17589,16920880,3,restkit .20.1 nested array with relationship m...,i am having trouble with restkit and mapping t...,"{9714150: 0.8166481829329381, 14834780: 0.7877..."


In [13]:
filtered_similar_questions_df.size

205

In [16]:
filtered_similar_questions_df.size/questions_df.size * 100

0.20500000000000002

Após testar nossa função em diferentes samplings, percebemos que a porcentagem de perguntas similares em relação ao total de perguntas é muito baixa, o que nos leva a crer que o problema de perguntas duplicadas não é tão grande quanto imaginávamos, ou que o fato de termos reduzido o dataset para menos de 10% do original tenha influenciado nesse resultado.

Outro ponto importante é que a função não leva em consideração a similaridade entre as respostas, pois uma pergunta pode ser considerada duplicada mesmo tendo respostas diferentes, o que pode ser um problema para o usuário que está procurando uma resposta diferente para sua pergunta. Considerar as respostas no cálculo também afetaria no desempenho da função, pois teríamos que calcular a similaridade entre todas as respostas das perguntas similares, o que aumentaria o tempo de execução e recursos usados, resaltando que com apenas menos de 10% do dataset original, o tempo e recursos gastos para calcular a similaridade já é muito alto (utilizar mais do que 25.000 questões ultrapassa 16Gb de memória RAM).

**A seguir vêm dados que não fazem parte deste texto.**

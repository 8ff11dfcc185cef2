/********************************************************************************
 * Copyright (c) 2024 Contributors to the Eclipse Foundation
 *
 * See the NOTICE file(s) distributed with this work for additional
 * information regarding copyright ownership.
 *
 * This program and the accompanying materials are made available under the
 * terms of the Apache License Version 2.0 which is available at
 * https://www.apache.org/licenses/LICENSE-2.0
 *
 * SPDX-License-Identifier: Apache-2.0
 ********************************************************************************/

use serde::Deserialize;

use crate::ServiceName;

/// The number of milliseconds to wait for a reply if not specified otherwise.
pub const DEFAULT_TIMEOUT: u64 = 3_000;

/// Delays (in milliseconds) for requests that should be delivered later.
pub const DELAY_NOW: u64 = 0;
pub const DELAY_SECOND: u64 = 1_000;
pub const DELAY_MINUTE: u64 = DELAY_SECOND * 60;
pub const DELAY_HOUR: u64 = DELAY_MINUTE * 60;

/// Configuration of a [`RequestHandler`](crate::RequestHandler).
///
/// The options can be read from any format supported by serde, e.g.
///
/// ```rust
/// use requesthandler::RequestHandlerOptions;
///
/// let options: RequestHandlerOptions =
///     serde_json::from_str(r#"{"publisher":"call-manager"}"#).unwrap();
/// assert_eq!(options.publisher().as_str(), "call-manager");
/// assert_eq!(options.default_timeout(), 3_000);
/// ```
#[derive(Debug, Clone, PartialEq, Eq, Deserialize)]
pub struct RequestHandlerOptions {
    publisher: ServiceName,
    #[serde(default = "default_timeout")]
    default_timeout: u64,
}

fn default_timeout() -> u64 {
    DEFAULT_TIMEOUT
}

impl RequestHandlerOptions {
    /// Constructs a new builder.
    pub fn builder(publisher: impl Into<ServiceName>) -> RequestHandlerOptionsBuilder {
        RequestHandlerOptionsBuilder {
            publisher: publisher.into(),
            default_timeout: DEFAULT_TIMEOUT,
        }
    }

    /// Gets the name of the service that sends requests.
    pub fn publisher(&self) -> &ServiceName {
        &self.publisher
    }

    /// Gets the timeout (in milliseconds) used by operations without an explicit timeout.
    pub fn default_timeout(&self) -> u64 {
        if self.default_timeout == 0 {
            DEFAULT_TIMEOUT
        } else {
            self.default_timeout
        }
    }
}

/// Builder for constructing [`RequestHandlerOptions`].
#[derive(Debug, Clone)]
pub struct RequestHandlerOptionsBuilder {
    publisher: ServiceName,
    default_timeout: u64,
}

impl RequestHandlerOptionsBuilder {
    /// Sets the default timeout. A value of 0 restores [`DEFAULT_TIMEOUT`].
    #[must_use]
    pub fn with_default_timeout(mut self, timeout: u64) -> Self {
        self.default_timeout = if timeout == 0 {
            DEFAULT_TIMEOUT
        } else {
            timeout
        };
        self
    }

    pub fn build(self) -> RequestHandlerOptions {
        RequestHandlerOptions {
            publisher: self.publisher,
            default_timeout: self.default_timeout,
        }
    }
}

impl From<&str> for RequestHandlerOptions {
    fn from(publisher: &str) -> Self {
        RequestHandlerOptions::builder(publisher).build()
    }
}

Através desse estudo, podemos chegar as seguintes conclusões:

O stackoverflow é conhecido por tem um moderação muito forte, o que pode ser um dos motivos para a baixa porcentagem de perguntas duplicadas, já que muitas perguntas duplicadas são fechadas pelos moderadores ou até deletadas pelo usuário.

Não é eficiente calcular a similaridade entre todas as perguntas, pois o tempo de execução é muito alto. Uma possível solução seria utilizar as tags das perguntas para filtrar e após isso calcular a similaridade entre perguntas que compartilham tags similares.

Técnicas de filtragem utilizando score da pergunta ou data de fechamento da pergunta podem ser utilizadas para filtrar, já que perguntas duplicadas tendem a ter um score menor e serem fechadas mais rapidamente. Mas, é possível que a pergunta original tenha um score alto e a duplicada tenha um score baixo, o que pode ser um problema para essa solução, já que a pergunta original não entrara nesse novo dataset filtrado.